--- Data extract ---

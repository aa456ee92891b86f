use std::collections::BTreeMap;

use generational_arena::{Arena, Index};
use rust_decimal::Decimal;
use tracing::instrument;

/// Price and stock level carried by product leaves.
#[derive(Debug, Clone, Copy, PartialEq, Eq)]
pub struct StockRecord {
    pub price: Decimal,
    pub quantity: u32,
}

/// Node in the catalog hierarchy.
#[derive(Debug)]
pub struct CatalogNode {
    /// Department, category, or product name
    pub name: String,
    /// Present on product leaves, absent on container nodes
    pub record: Option<StockRecord>,
    /// Indices of child nodes in the arena, in insertion order
    pub children: Vec<Index>,
}

/// Outcome of an inventory decrement.
///
/// Stock exhaustion and missing products are ordinary states of the
/// catalog, reported as values rather than errors.
#[derive(Debug, Clone, Copy, PartialEq, Eq)]
pub enum RemoveOutcome {
    /// One unit removed; carries the quantity left in stock.
    Decremented { remaining: u32 },
    /// The product exists but its quantity is already zero.
    OutOfStock,
    /// No product with that name under the given department and category.
    NotFound,
}

/// Where a product sits in the hierarchy, with its current record.
#[derive(Debug, Clone, PartialEq, Eq)]
pub struct ProductLocation {
    pub department: String,
    pub category: String,
    pub record: StockRecord,
}

/// Arena-based product hierarchy: store, then departments, categories,
/// and product leaves.
///
/// Three levels deep by convention only; the structure itself is a
/// general-purpose n-ary tree. Sibling names are unique by exact match
/// and children keep insertion order.
#[derive(Debug)]
pub struct CatalogTree {
    /// Arena storage for all catalog nodes
    arena: Arena<CatalogNode>,
    /// Index of the fixed store root
    root: Index,
}

impl Default for CatalogTree {
    fn default() -> Self {
        Self::new()
    }
}

impl CatalogTree {
    pub fn new() -> Self {
        let mut arena = Arena::new();
        let root = arena.insert(CatalogNode {
            name: "store".to_string(),
            record: None,
            children: Vec::new(),
        });
        Self { arena, root }
    }

    pub fn root(&self) -> Index {
        self.root
    }

    pub fn node(&self, idx: Index) -> Option<&CatalogNode> {
        self.arena.get(idx)
    }

    /// Returns the child of `parent` with exactly this name, creating and
    /// appending a container child when none exists. Idempotent for
    /// existing names; the sole descent mechanism for department and
    /// category levels.
    #[instrument(level = "trace", skip(self))]
    pub fn get_or_create(&mut self, parent: Index, name: &str) -> Index {
        if let Some(existing) = self.find_child(parent, name) {
            return existing;
        }
        let child = self.arena.insert(CatalogNode {
            name: name.to_string(),
            record: None,
            children: Vec::new(),
        });
        if let Some(parent_node) = self.arena.get_mut(parent) {
            parent_node.children.push(child);
        }
        child
    }

    /// Inserts or overwrites a product under department and category,
    /// creating missing containers along the path.
    ///
    /// An existing product takes the NEW price and quantity, so repeated
    /// imports of the same product overwrite rather than accumulate.
    #[instrument(level = "trace", skip(self))]
    pub fn add_product(
        &mut self,
        department: &str,
        category: &str,
        product: &str,
        price: Decimal,
        quantity: u32,
    ) {
        let category_idx = self.resolve_category(department, category);
        let record = StockRecord { price, quantity };
        match self.find_child(category_idx, product) {
            Some(existing) => {
                if let Some(node) = self.arena.get_mut(existing) {
                    node.record = Some(record);
                }
            }
            None => {
                let node = self.arena.insert(CatalogNode {
                    name: product.to_string(),
                    record: Some(record),
                    children: Vec::new(),
                });
                if let Some(parent) = self.arena.get_mut(category_idx) {
                    parent.children.push(node);
                }
            }
        }
    }

    /// Decrements a product's stock by one, floored at zero.
    ///
    /// Path resolution creates missing department and category containers,
    /// the same as the other path operations.
    #[instrument(level = "trace", skip(self))]
    pub fn remove_product(
        &mut self,
        department: &str,
        category: &str,
        product: &str,
    ) -> RemoveOutcome {
        let category_idx = self.resolve_category(department, category);
        let Some(product_idx) = self.find_child(category_idx, product) else {
            return RemoveOutcome::NotFound;
        };
        match self.arena.get_mut(product_idx).and_then(|node| node.record.as_mut()) {
            Some(record) if record.quantity > 0 => {
                record.quantity -= 1;
                RemoveOutcome::Decremented {
                    remaining: record.quantity,
                }
            }
            Some(_) => RemoveOutcome::OutOfStock,
            // A name match without a record is a container, not a product
            None => RemoveOutcome::NotFound,
        }
    }

    /// Department names in insertion order.
    pub fn departments(&self) -> Vec<String> {
        self.child_names(self.root)
    }

    /// Category names of a department, creating the department when
    /// absent.
    pub fn categories(&mut self, department: &str) -> Vec<String> {
        let department_idx = self.get_or_create(self.root, department);
        self.child_names(department_idx)
    }

    /// Snapshot of the product records under a category, keyed by name.
    /// Department and category are created when absent.
    pub fn products(&mut self, department: &str, category: &str) -> BTreeMap<String, StockRecord> {
        let category_idx = self.resolve_category(department, category);
        let mut products = BTreeMap::new();
        if let Some(category_node) = self.arena.get(category_idx) {
            for &child in &category_node.children {
                if let Some(node) = self.arena.get(child) {
                    if let Some(record) = node.record {
                        products.insert(node.name.clone(), record);
                    }
                }
            }
        }
        products
    }

    /// First product with this exact name, scanning departments and
    /// categories in insertion order.
    ///
    /// Read-only: unlike the path operations this never creates nodes.
    pub fn locate(&self, product: &str) -> Option<ProductLocation> {
        let root = self.arena.get(self.root)?;
        for &department_idx in &root.children {
            let Some(department) = self.arena.get(department_idx) else {
                continue;
            };
            for &category_idx in &department.children {
                let Some(category) = self.arena.get(category_idx) else {
                    continue;
                };
                for &product_idx in &category.children {
                    let Some(node) = self.arena.get(product_idx) else {
                        continue;
                    };
                    if node.name == product {
                        if let Some(record) = node.record {
                            return Some(ProductLocation {
                                department: department.name.clone(),
                                category: category.name.clone(),
                                record,
                            });
                        }
                    }
                }
            }
        }
        None
    }

    /// Indented textual dump of the whole hierarchy.
    pub fn render(&self) -> String {
        self.render_from(self.root, 0)
    }

    /// Indented textual dump of the subtree rooted at `node`.
    ///
    /// Two spaces per level and one `- name` line per node; product nodes
    /// get price (two decimals) and quantity lines one level deeper.
    pub fn render_from(&self, node: Index, indent: usize) -> String {
        let mut rendered = String::new();
        self.render_into(node, indent, &mut rendered);
        rendered
    }

    fn render_into(&self, node_idx: Index, indent: usize, out: &mut String) {
        let Some(node) = self.arena.get(node_idx) else {
            return;
        };
        let name = if node.name.is_empty() {
            "Unnamed"
        } else {
            node.name.as_str()
        };
        out.push_str(&format!("{}- {}\n", "  ".repeat(indent), name));
        if let Some(record) = node.record {
            let pad = "  ".repeat(indent + 1);
            out.push_str(&format!("{}- Price: ${:.2}\n", pad, record.price));
            out.push_str(&format!("{}- Quantity: {}\n", pad, record.quantity));
        }
        for &child in &node.children {
            self.render_into(child, indent + 1, out);
        }
    }

    pub fn iter(&self) -> CatalogIterator<'_> {
        CatalogIterator::new(self)
    }

    /// Longest path from the root, counted in nodes.
    pub fn depth(&self) -> usize {
        self.calculate_depth(self.root)
    }

    fn calculate_depth(&self, node_idx: Index) -> usize {
        if let Some(node) = self.arena.get(node_idx) {
            1 + node
                .children
                .iter()
                .map(|&child| self.calculate_depth(child))
                .max()
                .unwrap_or(0)
        } else {
            0
        }
    }

    /// Number of product leaves in the hierarchy.
    pub fn product_count(&self) -> usize {
        self.iter().filter(|(_, node)| node.record.is_some()).count()
    }

    fn resolve_category(&mut self, department: &str, category: &str) -> Index {
        let department_idx = self.get_or_create(self.root, department);
        self.get_or_create(department_idx, category)
    }

    fn find_child(&self, parent: Index, name: &str) -> Option<Index> {
        let parent_node = self.arena.get(parent)?;
        parent_node
            .children
            .iter()
            .copied()
            .find(|&child| self.arena.get(child).is_some_and(|node| node.name == name))
    }

    fn child_names(&self, parent: Index) -> Vec<String> {
        match self.arena.get(parent) {
            Some(node) => node
                .children
                .iter()
                .filter_map(|&child| self.arena.get(child).map(|n| n.name.clone()))
                .collect(),
            None => Vec::new(),
        }
    }
}

pub struct CatalogIterator<'a> {
    tree: &'a CatalogTree,
    stack: Vec<Index>,
}

impl<'a> CatalogIterator<'a> {
    fn new(tree: &'a CatalogTree) -> Self {
        Self {
            tree,
            stack: vec![tree.root],
        }
    }
}

impl<'a> Iterator for CatalogIterator<'a> {
    type Item = (Index, &'a CatalogNode);

    fn next(&mut self) -> Option<Self::Item> {
        if let Some(current_idx) = self.stack.pop() {
            if let Some(node) = self.tree.node(current_idx) {
                // Push children in reverse order for left-to-right traversal
                for &child in node.children.iter().rev() {
                    self.stack.push(child);
                }
                return Some((current_idx, node));
            }
        }
        None
    }
}
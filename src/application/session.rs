//! Shopping session: one catalog, one cart, and the inventory rules
//! connecting them

use chrono::{DateTime, Local};
use itertools::Itertools;
use rust_decimal::Decimal;
use tracing::debug;

use crate::domain::{Cart, CatalogTree, RemoveOutcome};

/// Outcome of moving a product into the cart.
#[derive(Debug, Clone, Copy, PartialEq, Eq)]
pub enum CartAddOutcome {
    /// Product appended to the cart; carries the stock left afterwards.
    Added { remaining: u32 },
    /// The catalog knows the product but its stock is exhausted.
    OutOfStock,
    /// The catalog has no product with that name.
    UnknownProduct,
}

/// Outcome of taking a product back out of the cart.
#[derive(Debug, Clone, Copy, PartialEq, Eq)]
pub enum CartRemoveOutcome {
    /// One unit removed from the cart (and restocked when the product
    /// still resolves in the catalog).
    Removed,
    /// No cart entry matches the product.
    NotInCart,
}

/// Totals over the current cart contents.
#[derive(Debug, Clone, Copy, PartialEq, Eq)]
pub struct CartSummary {
    pub total_price: Decimal,
    pub total_items: usize,
}

/// One grouped line of a receipt.
#[derive(Debug, Clone, PartialEq, Eq)]
pub struct ReceiptLine {
    pub product: String,
    pub quantity: usize,
    pub unit_price: Decimal,
    pub line_total: Decimal,
}

/// Checkout result: grouped lines, grand total, and issue time.
#[derive(Debug, Clone)]
pub struct Receipt {
    pub lines: Vec<ReceiptLine>,
    pub item_count: usize,
    pub total: Decimal,
    pub issued_at: DateTime<Local>,
}

/// Owns one catalog and one cart and mediates the inventory adjustments
/// around cart actions: stock is decremented when a unit enters the cart
/// and restocked by one when a unit leaves it short of checkout.
#[derive(Debug)]
pub struct StoreSession {
    catalog: CatalogTree,
    cart: Cart,
}

impl StoreSession {
    pub fn new(catalog: CatalogTree) -> Self {
        Self {
            catalog,
            cart: Cart::new(),
        }
    }

    pub fn catalog(&self) -> &CatalogTree {
        &self.catalog
    }

    pub fn cart(&self) -> &Cart {
        &self.cart
    }

    /// Moves one unit of `product` from catalog stock into the cart.
    /// Unknown and exhausted products are refused, leaving the cart
    /// untouched.
    pub fn add_to_cart(&mut self, product: &str) -> CartAddOutcome {
        let Some(found) = self.catalog.locate(product) else {
            return CartAddOutcome::UnknownProduct;
        };
        match self
            .catalog
            .remove_product(&found.department, &found.category, product)
        {
            RemoveOutcome::Decremented { remaining } => {
                self.cart.add(product);
                debug!("added {} to cart, {} left in stock", product, remaining);
                CartAddOutcome::Added { remaining }
            }
            RemoveOutcome::OutOfStock => CartAddOutcome::OutOfStock,
            RemoveOutcome::NotFound => CartAddOutcome::UnknownProduct,
        }
    }

    /// Removes the first matching cart entry; when the product still
    /// resolves in the catalog, one unit goes back into stock.
    pub fn remove_from_cart(&mut self, product: &str) -> CartRemoveOutcome {
        if !self.cart.remove(product) {
            return CartRemoveOutcome::NotInCart;
        }
        if let Some(found) = self.catalog.locate(product) {
            self.catalog.add_product(
                &found.department,
                &found.category,
                product,
                found.record.price,
                found.record.quantity + 1,
            );
        }
        debug!("removed {} from cart", product);
        CartRemoveOutcome::Removed
    }

    /// Item count and total price of the cart as it stands. Entries whose
    /// product no longer resolves in the catalog price at zero.
    pub fn summary(&self) -> CartSummary {
        let mut total_price = Decimal::ZERO;
        let mut total_items = 0;
        for item in self.cart.iter() {
            total_items += 1;
            if let Some(found) = self.catalog.locate(item) {
                total_price += found.record.price;
            }
        }
        CartSummary {
            total_price,
            total_items,
        }
    }

    /// Prices the cart and clears it. Duplicate entries collapse into one
    /// line each, in first-seen order; stock stays decremented because the
    /// units are sold.
    pub fn checkout(&mut self) -> Receipt {
        let items = self.cart.items();
        let counts = items.iter().counts();
        let mut lines = Vec::new();
        let mut total = Decimal::ZERO;
        for product in items.iter().unique() {
            let quantity = counts.get(product).copied().unwrap_or(0);
            let unit_price = self
                .catalog
                .locate(product)
                .map(|found| found.record.price)
                .unwrap_or(Decimal::ZERO);
            let line_total = unit_price * Decimal::from(quantity);
            total += line_total;
            lines.push(ReceiptLine {
                product: product.clone(),
                quantity,
                unit_price,
                line_total,
            });
        }
        let item_count = items.len();
        self.cart.clear();
        debug!("checkout complete: {} items", item_count);
        Receipt {
            lines,
            item_count,
            total,
            issued_at: Local::now(),
        }
    }

    /// Empties the cart without restocking.
    pub fn clear_cart(&mut self) {
        self.cart.clear();
    }
}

---

* [Required action]
Above are the lines; repeat exactly the ones from the line containing "pub fn cart(&self)" down to the line containing "let Some(found) = self.catalog.locate(product) else", both inclusive.

* [Output for this task]
    pub fn cart(&self) -> &Cart {
        &self.cart
    }

    /// Moves one unit of `product` from catalog stock into the cart.
    /// Unknown and exhausted products are refused, leaving the cart
    /// untouched.
    pub fn add_to_cart(&mut self, product: &str) -> CartAddOutcome {
        let Some(found) = self.catalog.locate(product) else {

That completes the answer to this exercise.